Les premiers participants –et d’autres, invités librement à rejoindre le projet- réaliseront un segment du documentaire, sur le modèle du film collectif 18 Jours tourné pendant la révolution égyptienne par dix cinéastes. C’est le documentariste Michael Galinksy, auteur reconnu de Battle for Brooklyn, qui a inauguré le projet avec un cour métrage de quatre minutes, simplement baptisé Why Are You At Occupy Wall Street? : un instantané des manifestations, sans artifice ni intervention du cinéaste, composé exclusivement d’interviews des indignés.


 

Au secours des médias traditionnels

Le dispositif du premier film de Michael Galinksy est volontairement minimal : une série d’interviews face caméra où les protestataires évoquent les raisons de leur engagement –le plus souvent une remise en cause de la politique économique menée par le gouvernement, mais aussi du taux de chômage, des inégalités de salaires et du pouvoir criminel des banques. "J’ai su immédiatement que quelque chose d’important se passait ici, et je voulais en faire partie, explique le réalisateur à Movie City. Je voulais utiliser le pouvoir du documentaire pour donner une voix à ceux qui n’en ont pas."

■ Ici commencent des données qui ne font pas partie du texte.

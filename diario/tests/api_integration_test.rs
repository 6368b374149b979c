mod common;

use axum::http::StatusCode;
use pretty_assertions::assert_eq;
use serde_json::json;
use wiremock::MockServer;

use common::{llm_config, mock_completion, mock_completion_failure, TestApp};
use diario::db::{ConversationStore, DiaryStore, UserStore};
use diario::models::{conversation_key, DiaryEntry, Role};

const SCORES_WITH_REASONING: &str = "<think>Analizo el texto...</think>\nAquí tienes el análisis:\n```json\n{\"openness\": 4.5, \"conscientiousness\": 3, \"extraversion\": 2.5, \"agreeableness\": 4, \"neuroticism\": 2}\n```";

// ── Diary ─────────────────────────────────────────────────────────────────

#[tokio::test]
async fn diary_submission_stores_entry_and_scores() {
    let server = MockServer::start().await;
    mock_completion(&server, SCORES_WITH_REASONING).await;
    let app = TestApp::new(Some(llm_config(server.uri())), false).await;

    let (status, body) = app
        .post(
            "/api/v1/diary",
            json!({ "user_id": "u1", "titulo": "Lunes", "entrada": "Hoy empecé un proyecto nuevo" }),
        )
        .await;

    assert_eq!(status, StatusCode::CREATED);
    assert_eq!(body["data"]["titulo"], "Lunes");
    assert_eq!(body["data"]["personality"]["openness"], 4.5);
    assert_eq!(body["data"]["id"].as_str().map(str::len), Some(21));

    let (status, body) = app.get("/api/v1/users/u1/personality").await;
    assert_eq!(status, StatusCode::OK);
    assert_eq!(body["data"]["personality"]["neuroticism"], 2.0);

    let user = app.db.get_user("u1").await.unwrap().unwrap();
    assert_eq!(user.personality.unwrap().conscientiousness, 3.0);
}

#[tokio::test]
async fn diary_sends_all_entries_as_one_user_turn() {
    let server = MockServer::start().await;
    mock_completion(&server, SCORES_WITH_REASONING).await;
    let app = TestApp::new(Some(llm_config(server.uri())), false).await;

    for (titulo, entrada) in [("uno", "Primer día."), ("dos", "Segundo día.")] {
        let (status, _) = app
            .post(
                "/api/v1/diary",
                json!({ "user_id": "u1", "titulo": titulo, "entrada": entrada }),
            )
            .await;
        assert_eq!(status, StatusCode::CREATED);
    }

    let requests = server.received_requests().await.unwrap_or_default();
    let last: serde_json::Value = serde_json::from_slice(&requests[1].body).unwrap();
    let messages = last["messages"].as_array().unwrap();
    assert_eq!(messages.len(), 2);
    assert_eq!(messages[0]["role"], "system");
    assert_eq!(messages[1]["role"], "user");
    assert_eq!(messages[1]["content"], "Primer día. Segundo día.");
}

#[tokio::test]
async fn duplicate_title_is_rejected_and_stored_once() {
    let server = MockServer::start().await;
    mock_completion(&server, SCORES_WITH_REASONING).await;
    let app = TestApp::new(Some(llm_config(server.uri())), false).await;
    let entry = json!({ "user_id": "u1", "titulo": "Viaje", "entrada": "Fuimos a la playa" });

    let (first, _) = app.post("/api/v1/diary", entry.clone()).await;
    let (second, body) = app.post("/api/v1/diary", entry).await;

    assert_eq!(first, StatusCode::CREATED);
    assert_eq!(second, StatusCode::BAD_REQUEST);
    assert_eq!(body["error"]["code"], "invalid_request");

    let (_, list) = app.get("/api/v1/diary?user_id=u1").await;
    assert_eq!(list["data"]["entries"].as_array().unwrap().len(), 1);
}

#[tokio::test]
async fn same_title_for_another_user_is_allowed() {
    let server = MockServer::start().await;
    mock_completion(&server, SCORES_WITH_REASONING).await;
    let app = TestApp::new(Some(llm_config(server.uri())), false).await;

    let (a, _) = app
        .post("/api/v1/diary", json!({ "user_id": "u1", "titulo": "Hoy", "entrada": "a" }))
        .await;
    let (b, _) = app
        .post("/api/v1/diary", json!({ "user_id": "u2", "titulo": "Hoy", "entrada": "b" }))
        .await;

    assert_eq!((a, b), (StatusCode::CREATED, StatusCode::CREATED));
}

#[tokio::test]
async fn unparseable_analysis_is_bad_request_but_entry_persists() {
    let server = MockServer::start().await;
    mock_completion(&server, "No puedo evaluar la personalidad con tan poco texto.").await;
    let app = TestApp::new(Some(llm_config(server.uri())), false).await;

    let (status, body) = app
        .post(
            "/api/v1/diary",
            json!({ "user_id": "u1", "titulo": "Corto", "entrada": "ok" }),
        )
        .await;

    assert_eq!(status, StatusCode::BAD_REQUEST);
    assert!(body["error"]["message"]
        .as_str()
        .unwrap()
        .contains("No valid JSON"));

    let (status, _) = app.get("/api/v1/diary/Corto?user_id=u1").await;
    assert_eq!(status, StatusCode::OK);
    let (status, _) = app.get("/api/v1/users/u1/personality").await;
    assert_eq!(status, StatusCode::NOT_FOUND);
}

#[tokio::test]
async fn llm_failure_on_diary_is_bad_request() {
    let server = MockServer::start().await;
    mock_completion_failure(&server).await;
    let app = TestApp::new(Some(llm_config(server.uri())), false).await;

    let (status, body) = app
        .post(
            "/api/v1/diary",
            json!({ "user_id": "u1", "titulo": "Martes", "entrada": "texto" }),
        )
        .await;

    assert_eq!(status, StatusCode::BAD_REQUEST);
    assert_eq!(body["error"]["code"], "invalid_request");
}

#[tokio::test]
async fn delete_then_get_is_not_found() {
    let server = MockServer::start().await;
    mock_completion(&server, SCORES_WITH_REASONING).await;
    let app = TestApp::new(Some(llm_config(server.uri())), false).await;
    app.post(
        "/api/v1/diary",
        json!({ "user_id": "u1", "titulo": "Borrar", "entrada": "temporal" }),
    )
    .await;

    let (status, body) = app.delete("/api/v1/diary/Borrar?user_id=u1").await;
    assert_eq!(status, StatusCode::OK);
    assert!(body["data"]["detail"].as_str().unwrap().contains("Borrar"));

    let (status, body) = app.get("/api/v1/diary/Borrar?user_id=u1").await;
    assert_eq!(status, StatusCode::NOT_FOUND);
    assert_eq!(body["error"]["code"], "not_found");
}

#[tokio::test]
async fn deleting_missing_title_is_not_found() {
    let app = TestApp::new(None, false).await;

    let (status, body) = app.delete("/api/v1/diary/Inexistente").await;

    assert_eq!(status, StatusCode::NOT_FOUND);
    assert_eq!(body["error"]["code"], "not_found");
}

#[tokio::test]
async fn titles_with_spaces_are_path_decoded() {
    let server = MockServer::start().await;
    mock_completion(&server, SCORES_WITH_REASONING).await;
    let app = TestApp::new(Some(llm_config(server.uri())), false).await;
    app.post(
        "/api/v1/diary",
        json!({ "user_id": "u1", "titulo": "Fin de semana", "entrada": "descanso" }),
    )
    .await;

    let (status, body) = app.get("/api/v1/diary/Fin%20de%20semana").await;

    assert_eq!(status, StatusCode::OK);
    assert_eq!(body["data"]["entrada"], "descanso");
}

// ── Chat ──────────────────────────────────────────────────────────────────

#[tokio::test]
async fn chat_appends_user_and_assistant_turns() {
    let server = MockServer::start().await;
    mock_completion(&server, "<think>ser amable</think>Cuéntame más, te escucho.").await;
    let app = TestApp::new(Some(llm_config(server.uri())), false).await;

    let (status, body) = app
        .post("/api/v1/messages", json!({ "user_id": "u1", "text": "Estoy ansioso" }))
        .await;

    assert_eq!(status, StatusCode::CREATED);
    assert_eq!(body["data"]["user_id"], "u1");
    assert_eq!(body["data"]["text"], "Cuéntame más, te escucho.");

    let turns = app
        .conversations
        .list_turns(&conversation_key("u1"))
        .await
        .unwrap();
    assert_eq!(turns.len(), 2);
    assert_eq!(turns[0].role, Role::User);
    assert_eq!(turns[0].content, "Estoy ansioso");
    assert_eq!(turns[1].role, Role::Assistant);
    assert_eq!(turns[1].content, "Cuéntame más, te escucho.");
}

#[tokio::test]
async fn chat_replays_history_to_the_model() {
    let server = MockServer::start().await;
    mock_completion(&server, "Entiendo.").await;
    let app = TestApp::new(Some(llm_config(server.uri())), false).await;

    app.post("/api/v1/messages", json!({ "user_id": "u1", "text": "uno" }))
        .await;
    app.post("/api/v1/messages", json!({ "user_id": "u1", "text": "dos" }))
        .await;

    let requests = server.received_requests().await.unwrap_or_default();
    let second: serde_json::Value = serde_json::from_slice(&requests[1].body).unwrap();
    let contents: Vec<&str> = second["messages"]
        .as_array()
        .unwrap()
        .iter()
        .skip(1)
        .map(|m| m["content"].as_str().unwrap())
        .collect();
    assert_eq!(contents, vec!["uno", "Entiendo.", "dos"]);

    let (status, history) = app.get("/api/v1/messages?user_id=u1").await;
    assert_eq!(status, StatusCode::OK);
    assert_eq!(history["data"]["messages"].as_array().unwrap().len(), 4);
}

#[tokio::test]
async fn chat_llm_failure_is_internal_error_and_keeps_only_user_turn() {
    let server = MockServer::start().await;
    mock_completion_failure(&server).await;
    let app = TestApp::new(Some(llm_config(server.uri())), false).await;

    let (status, body) = app
        .post("/api/v1/messages", json!({ "user_id": "u1", "text": "hola" }))
        .await;

    assert_eq!(status, StatusCode::INTERNAL_SERVER_ERROR);
    assert_eq!(body["error"]["code"], "internal_error");

    let turns = app
        .conversations
        .list_turns(&conversation_key("u1"))
        .await
        .unwrap();
    assert_eq!(turns.len(), 1);
    assert_eq!(turns[0].role, Role::User);
}

#[tokio::test]
async fn reasoning_only_reply_is_stored_as_empty_assistant_turn() {
    let server = MockServer::start().await;
    mock_completion(&server, "<think>x</think>").await;
    let app = TestApp::new(Some(llm_config(server.uri())), false).await;

    let (status, body) = app
        .post("/api/v1/messages", json!({ "user_id": "u1", "text": "hola" }))
        .await;

    assert_eq!(status, StatusCode::CREATED);
    assert_eq!(body["data"]["text"], "");

    let turns = app
        .conversations
        .list_turns(&conversation_key("u1"))
        .await
        .unwrap();
    assert_eq!(turns.len(), 2);
    assert_eq!(turns[1].role, Role::Assistant);
    assert_eq!(turns[1].content, "");
}

#[tokio::test]
async fn empty_analysis_is_bad_request() {
    let server = MockServer::start().await;
    mock_completion(&server, "<think>sin respuesta</think>").await;
    let app = TestApp::new(Some(llm_config(server.uri())), false).await;

    let (status, _) = app
        .post(
            "/api/v1/diary",
            json!({ "user_id": "u1", "titulo": "Lunes", "entrada": "Día largo" }),
        )
        .await;

    assert_eq!(status, StatusCode::BAD_REQUEST);
    assert!(app.db.get_user("u1").await.unwrap().is_none());
}

#[tokio::test]
async fn clearing_history_reports_removed_count() {
    let server = MockServer::start().await;
    mock_completion(&server, "Gracias por compartir.").await;
    let app = TestApp::new(Some(llm_config(server.uri())), true).await;

    app.post("/api/v1/messages", json!({ "user_id": "u1", "text": "hola" }))
        .await;

    let (status, body) = app.delete("/api/v1/messages?user_id=u1").await;
    assert_eq!(status, StatusCode::OK);
    assert_eq!(body["data"]["removed"], 2);

    let (_, history) = app.get("/api/v1/messages?user_id=u1").await;
    assert!(history["data"]["messages"].as_array().unwrap().is_empty());
}

#[tokio::test]
async fn separate_conversation_store_keeps_turns_out_of_documents() {
    let server = MockServer::start().await;
    mock_completion(&server, "Hola.").await;
    let app = TestApp::new(Some(llm_config(server.uri())), true).await;

    app.post("/api/v1/messages", json!({ "user_id": "u1", "text": "hola" }))
        .await;

    let turns = app
        .conversations
        .list_turns(&conversation_key("u1"))
        .await
        .unwrap();
    assert_eq!(turns.len(), 2);
    assert!(app.db.list_entries("u1").await.unwrap().is_empty());
}

// ── Advice ────────────────────────────────────────────────────────────────

#[tokio::test]
async fn advice_is_parsed_into_items() {
    let server = MockServer::start().await;
    mock_completion(
        &server,
        "<think>...</think>\n1. **Respira profundo**: dedica cinco minutos a respirar.\n2. Escribe: anota lo que sientes.\n- Muévete: sal a caminar.\nDescansa lo suficiente.",
    )
    .await;
    let app = TestApp::new(Some(llm_config(server.uri())), false).await;
    app.db
        .create_entry(&DiaryEntry::new(
            "u1",
            "Estrés",
            "Semana muy pesada",
        ))
        .await
        .unwrap();

    let (status, body) = app.get("/api/v1/users/u1/advice").await;

    assert_eq!(status, StatusCode::OK);
    let advice = body["data"]["advice"].as_array().unwrap();
    assert_eq!(advice.len(), 4);
    assert_eq!(advice[0]["title"], "Respira profundo");
    assert_eq!(advice[0]["description"], "dedica cinco minutos a respirar.");
    assert_eq!(advice[2]["title"], "Muévete");
    assert_eq!(advice[3]["title"], "");
    assert_eq!(advice[3]["description"], "Descansa lo suficiente.");
}

#[tokio::test]
async fn advice_without_entries_is_not_found() {
    let server = MockServer::start().await;
    mock_completion(&server, "Consejo: algo").await;
    let app = TestApp::new(Some(llm_config(server.uri())), false).await;

    let (status, _) = app.get("/api/v1/users/u1/advice").await;

    assert_eq!(status, StatusCode::NOT_FOUND);
}

#[tokio::test]
async fn advice_llm_failure_is_internal_error() {
    let server = MockServer::start().await;
    mock_completion_failure(&server).await;
    let app = TestApp::new(Some(llm_config(server.uri())), false).await;
    app.db
        .create_entry(&DiaryEntry::new("u1", "Hoy", "texto"))
        .await
        .unwrap();

    let (status, _) = app.get("/api/v1/users/u1/advice").await;

    assert_eq!(status, StatusCode::INTERNAL_SERVER_ERROR);
}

Selon les initiateurs du projet, 99 Percent: The Occupy Wall Street Collaborative Film est parti d’un constat simple (répété d’Espagne en Grèce) : l’impuissance des médias traditionnels à saisir les mouvements d’indignés dès leurs origines. Débutée dans les rues de New-York le 17 septembre, la mobilisation a d’abord été snobée par les médias traditionnels, reléguée sur les réseaux sociaux ou le live streaming de Global Revolution. Un "media blackout" selon la cinéaste Audrey Ewell, qui a décidé en réaction de lancer le premier film sur les manifestations :

"J’étais scotchée à Global Revolution le jour où la police de New York a arrêté des centaines de manifestants sur le pont de Brooklyn, quand d’autres criaient « Nous ne sommes pas des criminels » explique-t-elle à Movie City. Et puis à un moment la connexion s’est interrompue parce que celui qui filmait n’avait plus de batterie. Mais il n’y avait aucune information dans les médias officiels. Nous avons donc ressenti le besoin de rassembler ces images partout à travers le pays et de créer un document pour le cinéma."

Face au manque de réaction des médias, Audrey Ewell a donc mobilisé des cinéastes (avec Michael Galinksy, Aaron Aites, Maria Breaux), des distributeurs (la très influente Ava Duvernay, qui a travaillé sur Collateral, Spiderman 2…) et des producteurs (Tyler Brodie, exécutif sur Terri, Another Eath). Mais conformément à l’esprit qui guide le projet, ce premier noyau de 35 participants pourra aussi être rejoint par d’autres volontaires, amateurs ou professionnels – "n’importe qui avec une caméra, des compétences dans le cinéma ou même juste un désir d’aider" indique le site officiel.

Tous les courts métrages utilisés pour la conception de 99 Percent: The Occupy Wall Street Collaborative Film seront upploadés sur une page You Tube spéciale, avant une probable sortie dans les salles U.S. Encore en montage financier (via une campagne participative sur Kickstarter), le film sera distribué courant 2012, et pourrait être un document majeur dans une année présidentielle.